State the count of lines below in which the word "records" appears, and add nothing.

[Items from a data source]
▬▬▬

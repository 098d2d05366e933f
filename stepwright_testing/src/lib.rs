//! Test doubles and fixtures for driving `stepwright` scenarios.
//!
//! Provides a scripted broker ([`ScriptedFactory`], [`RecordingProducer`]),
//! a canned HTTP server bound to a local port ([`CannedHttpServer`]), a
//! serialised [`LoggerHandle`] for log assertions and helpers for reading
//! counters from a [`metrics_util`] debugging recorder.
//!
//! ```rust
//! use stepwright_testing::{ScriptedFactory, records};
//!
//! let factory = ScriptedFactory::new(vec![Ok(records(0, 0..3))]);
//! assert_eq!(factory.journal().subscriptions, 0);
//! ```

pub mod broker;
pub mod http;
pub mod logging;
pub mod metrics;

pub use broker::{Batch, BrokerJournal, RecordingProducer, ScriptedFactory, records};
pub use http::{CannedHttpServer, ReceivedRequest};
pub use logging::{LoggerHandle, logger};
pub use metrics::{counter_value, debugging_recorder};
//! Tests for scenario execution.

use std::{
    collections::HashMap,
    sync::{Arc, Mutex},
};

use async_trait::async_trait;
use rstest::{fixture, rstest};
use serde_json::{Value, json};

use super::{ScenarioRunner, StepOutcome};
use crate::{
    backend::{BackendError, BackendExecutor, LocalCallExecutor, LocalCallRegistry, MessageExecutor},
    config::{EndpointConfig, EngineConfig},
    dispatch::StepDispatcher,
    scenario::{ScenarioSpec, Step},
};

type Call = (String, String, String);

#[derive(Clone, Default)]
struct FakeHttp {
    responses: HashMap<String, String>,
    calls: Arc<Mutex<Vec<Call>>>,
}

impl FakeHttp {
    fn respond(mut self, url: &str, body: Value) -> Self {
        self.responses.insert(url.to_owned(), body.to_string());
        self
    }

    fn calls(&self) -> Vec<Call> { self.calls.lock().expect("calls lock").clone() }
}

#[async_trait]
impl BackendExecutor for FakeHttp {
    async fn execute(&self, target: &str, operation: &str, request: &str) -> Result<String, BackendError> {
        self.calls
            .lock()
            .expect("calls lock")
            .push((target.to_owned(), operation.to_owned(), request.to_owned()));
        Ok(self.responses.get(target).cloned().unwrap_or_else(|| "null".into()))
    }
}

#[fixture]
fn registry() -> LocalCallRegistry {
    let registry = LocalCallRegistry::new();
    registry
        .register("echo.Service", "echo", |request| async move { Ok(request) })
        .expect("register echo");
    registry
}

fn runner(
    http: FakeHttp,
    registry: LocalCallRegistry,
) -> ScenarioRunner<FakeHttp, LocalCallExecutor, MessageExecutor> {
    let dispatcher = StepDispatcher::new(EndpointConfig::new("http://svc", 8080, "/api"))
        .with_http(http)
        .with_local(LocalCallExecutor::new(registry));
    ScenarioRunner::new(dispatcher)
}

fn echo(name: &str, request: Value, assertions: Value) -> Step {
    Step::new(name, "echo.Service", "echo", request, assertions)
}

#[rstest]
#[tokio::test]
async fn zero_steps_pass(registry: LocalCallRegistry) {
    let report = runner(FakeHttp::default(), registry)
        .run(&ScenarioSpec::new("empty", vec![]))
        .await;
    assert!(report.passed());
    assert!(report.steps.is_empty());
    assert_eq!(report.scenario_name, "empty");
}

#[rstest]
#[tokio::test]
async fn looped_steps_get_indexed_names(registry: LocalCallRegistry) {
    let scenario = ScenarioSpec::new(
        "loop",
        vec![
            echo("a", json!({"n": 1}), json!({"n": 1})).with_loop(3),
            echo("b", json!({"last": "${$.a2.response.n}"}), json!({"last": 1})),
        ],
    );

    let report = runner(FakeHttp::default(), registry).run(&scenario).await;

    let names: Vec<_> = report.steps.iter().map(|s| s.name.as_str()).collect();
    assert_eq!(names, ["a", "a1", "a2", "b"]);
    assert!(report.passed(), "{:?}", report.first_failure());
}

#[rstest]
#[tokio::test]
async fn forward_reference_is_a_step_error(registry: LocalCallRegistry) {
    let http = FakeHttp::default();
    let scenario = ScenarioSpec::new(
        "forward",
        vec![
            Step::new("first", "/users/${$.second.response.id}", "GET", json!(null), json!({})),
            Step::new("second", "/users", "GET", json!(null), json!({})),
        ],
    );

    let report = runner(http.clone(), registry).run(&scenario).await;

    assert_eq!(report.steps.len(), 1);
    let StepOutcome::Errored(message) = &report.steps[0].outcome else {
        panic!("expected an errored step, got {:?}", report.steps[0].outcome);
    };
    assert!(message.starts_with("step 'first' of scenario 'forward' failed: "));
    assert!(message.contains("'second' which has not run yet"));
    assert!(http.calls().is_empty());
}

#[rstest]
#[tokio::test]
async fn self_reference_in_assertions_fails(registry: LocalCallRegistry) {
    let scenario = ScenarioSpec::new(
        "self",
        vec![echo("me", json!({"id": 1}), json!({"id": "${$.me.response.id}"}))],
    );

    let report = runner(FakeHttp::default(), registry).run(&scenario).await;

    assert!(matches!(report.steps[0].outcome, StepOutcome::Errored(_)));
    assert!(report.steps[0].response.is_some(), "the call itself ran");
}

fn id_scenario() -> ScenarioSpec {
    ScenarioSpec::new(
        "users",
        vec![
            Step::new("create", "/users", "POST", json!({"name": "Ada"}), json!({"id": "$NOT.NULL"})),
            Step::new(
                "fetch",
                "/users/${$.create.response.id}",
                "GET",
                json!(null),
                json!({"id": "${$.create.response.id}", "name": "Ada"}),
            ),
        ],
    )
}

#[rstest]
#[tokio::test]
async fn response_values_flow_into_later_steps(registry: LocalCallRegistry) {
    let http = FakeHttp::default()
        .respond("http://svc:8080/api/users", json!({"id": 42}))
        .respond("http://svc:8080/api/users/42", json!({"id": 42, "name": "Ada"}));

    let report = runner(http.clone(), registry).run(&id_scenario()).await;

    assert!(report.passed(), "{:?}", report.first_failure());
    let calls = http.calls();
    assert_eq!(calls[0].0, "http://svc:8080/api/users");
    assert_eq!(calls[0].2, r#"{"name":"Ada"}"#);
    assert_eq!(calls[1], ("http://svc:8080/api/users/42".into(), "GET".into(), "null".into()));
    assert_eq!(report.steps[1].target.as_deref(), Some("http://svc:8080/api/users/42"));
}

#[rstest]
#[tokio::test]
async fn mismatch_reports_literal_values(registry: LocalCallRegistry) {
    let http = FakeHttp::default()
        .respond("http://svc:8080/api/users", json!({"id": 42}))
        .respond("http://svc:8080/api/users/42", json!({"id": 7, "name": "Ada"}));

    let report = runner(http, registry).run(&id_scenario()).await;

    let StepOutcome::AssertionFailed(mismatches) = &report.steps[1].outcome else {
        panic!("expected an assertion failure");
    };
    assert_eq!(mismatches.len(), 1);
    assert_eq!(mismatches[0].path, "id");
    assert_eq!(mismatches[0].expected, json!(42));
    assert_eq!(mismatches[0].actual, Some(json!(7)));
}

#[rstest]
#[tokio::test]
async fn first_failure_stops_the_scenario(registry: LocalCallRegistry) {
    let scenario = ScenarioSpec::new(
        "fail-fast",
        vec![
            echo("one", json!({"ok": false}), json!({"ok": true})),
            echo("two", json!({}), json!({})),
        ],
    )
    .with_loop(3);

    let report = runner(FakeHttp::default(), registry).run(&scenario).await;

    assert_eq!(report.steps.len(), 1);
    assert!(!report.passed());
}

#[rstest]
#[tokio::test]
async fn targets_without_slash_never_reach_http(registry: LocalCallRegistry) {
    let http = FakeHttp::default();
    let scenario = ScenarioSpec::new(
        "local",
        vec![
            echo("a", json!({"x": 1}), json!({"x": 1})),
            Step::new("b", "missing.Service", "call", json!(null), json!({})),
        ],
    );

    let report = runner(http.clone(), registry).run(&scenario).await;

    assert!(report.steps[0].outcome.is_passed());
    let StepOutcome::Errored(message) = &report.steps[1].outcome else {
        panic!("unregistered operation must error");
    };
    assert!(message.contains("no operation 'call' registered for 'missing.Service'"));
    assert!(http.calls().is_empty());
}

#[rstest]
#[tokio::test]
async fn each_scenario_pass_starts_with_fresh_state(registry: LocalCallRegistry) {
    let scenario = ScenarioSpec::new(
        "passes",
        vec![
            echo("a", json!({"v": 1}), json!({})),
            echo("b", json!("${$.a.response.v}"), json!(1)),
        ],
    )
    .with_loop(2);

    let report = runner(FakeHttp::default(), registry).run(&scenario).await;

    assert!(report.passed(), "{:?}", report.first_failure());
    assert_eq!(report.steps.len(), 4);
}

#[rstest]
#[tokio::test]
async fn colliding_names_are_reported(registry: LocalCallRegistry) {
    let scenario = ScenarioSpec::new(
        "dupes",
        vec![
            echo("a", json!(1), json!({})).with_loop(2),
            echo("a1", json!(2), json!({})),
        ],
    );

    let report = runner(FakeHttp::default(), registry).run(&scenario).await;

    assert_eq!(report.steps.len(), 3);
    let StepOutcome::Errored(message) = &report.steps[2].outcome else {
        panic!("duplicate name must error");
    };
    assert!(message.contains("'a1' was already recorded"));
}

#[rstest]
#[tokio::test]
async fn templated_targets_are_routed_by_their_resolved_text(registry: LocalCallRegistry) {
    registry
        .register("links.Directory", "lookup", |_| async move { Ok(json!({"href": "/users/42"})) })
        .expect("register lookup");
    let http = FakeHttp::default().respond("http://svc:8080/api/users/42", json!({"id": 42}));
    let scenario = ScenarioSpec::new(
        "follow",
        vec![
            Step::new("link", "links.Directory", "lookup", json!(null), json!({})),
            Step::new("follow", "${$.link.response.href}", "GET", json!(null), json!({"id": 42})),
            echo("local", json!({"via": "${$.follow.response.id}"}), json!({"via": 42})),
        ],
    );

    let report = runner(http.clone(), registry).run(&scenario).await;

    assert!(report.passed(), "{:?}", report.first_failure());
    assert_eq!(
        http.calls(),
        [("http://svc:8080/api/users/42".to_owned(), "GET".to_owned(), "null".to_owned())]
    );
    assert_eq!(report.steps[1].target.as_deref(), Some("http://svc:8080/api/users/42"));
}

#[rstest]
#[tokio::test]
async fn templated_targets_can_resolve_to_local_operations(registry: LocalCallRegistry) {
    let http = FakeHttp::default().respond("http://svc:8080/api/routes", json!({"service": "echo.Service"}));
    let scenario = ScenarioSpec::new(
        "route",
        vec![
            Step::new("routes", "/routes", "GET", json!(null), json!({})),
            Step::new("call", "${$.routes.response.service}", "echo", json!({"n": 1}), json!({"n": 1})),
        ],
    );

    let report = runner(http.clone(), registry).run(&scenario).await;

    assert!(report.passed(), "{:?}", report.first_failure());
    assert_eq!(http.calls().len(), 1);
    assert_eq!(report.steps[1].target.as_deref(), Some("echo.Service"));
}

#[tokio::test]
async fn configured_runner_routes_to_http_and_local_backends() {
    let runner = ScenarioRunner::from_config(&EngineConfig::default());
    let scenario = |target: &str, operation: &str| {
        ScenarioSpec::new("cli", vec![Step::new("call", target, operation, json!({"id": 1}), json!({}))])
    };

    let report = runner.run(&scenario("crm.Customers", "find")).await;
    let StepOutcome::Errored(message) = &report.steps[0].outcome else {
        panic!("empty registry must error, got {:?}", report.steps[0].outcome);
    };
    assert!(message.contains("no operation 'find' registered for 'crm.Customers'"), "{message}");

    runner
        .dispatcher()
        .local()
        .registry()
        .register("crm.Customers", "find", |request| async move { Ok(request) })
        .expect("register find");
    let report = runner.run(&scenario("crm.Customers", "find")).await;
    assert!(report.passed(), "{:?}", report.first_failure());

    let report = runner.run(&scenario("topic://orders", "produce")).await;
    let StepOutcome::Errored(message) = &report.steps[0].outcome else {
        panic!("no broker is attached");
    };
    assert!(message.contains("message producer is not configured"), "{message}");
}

▬▬▬

Reply to the task:
3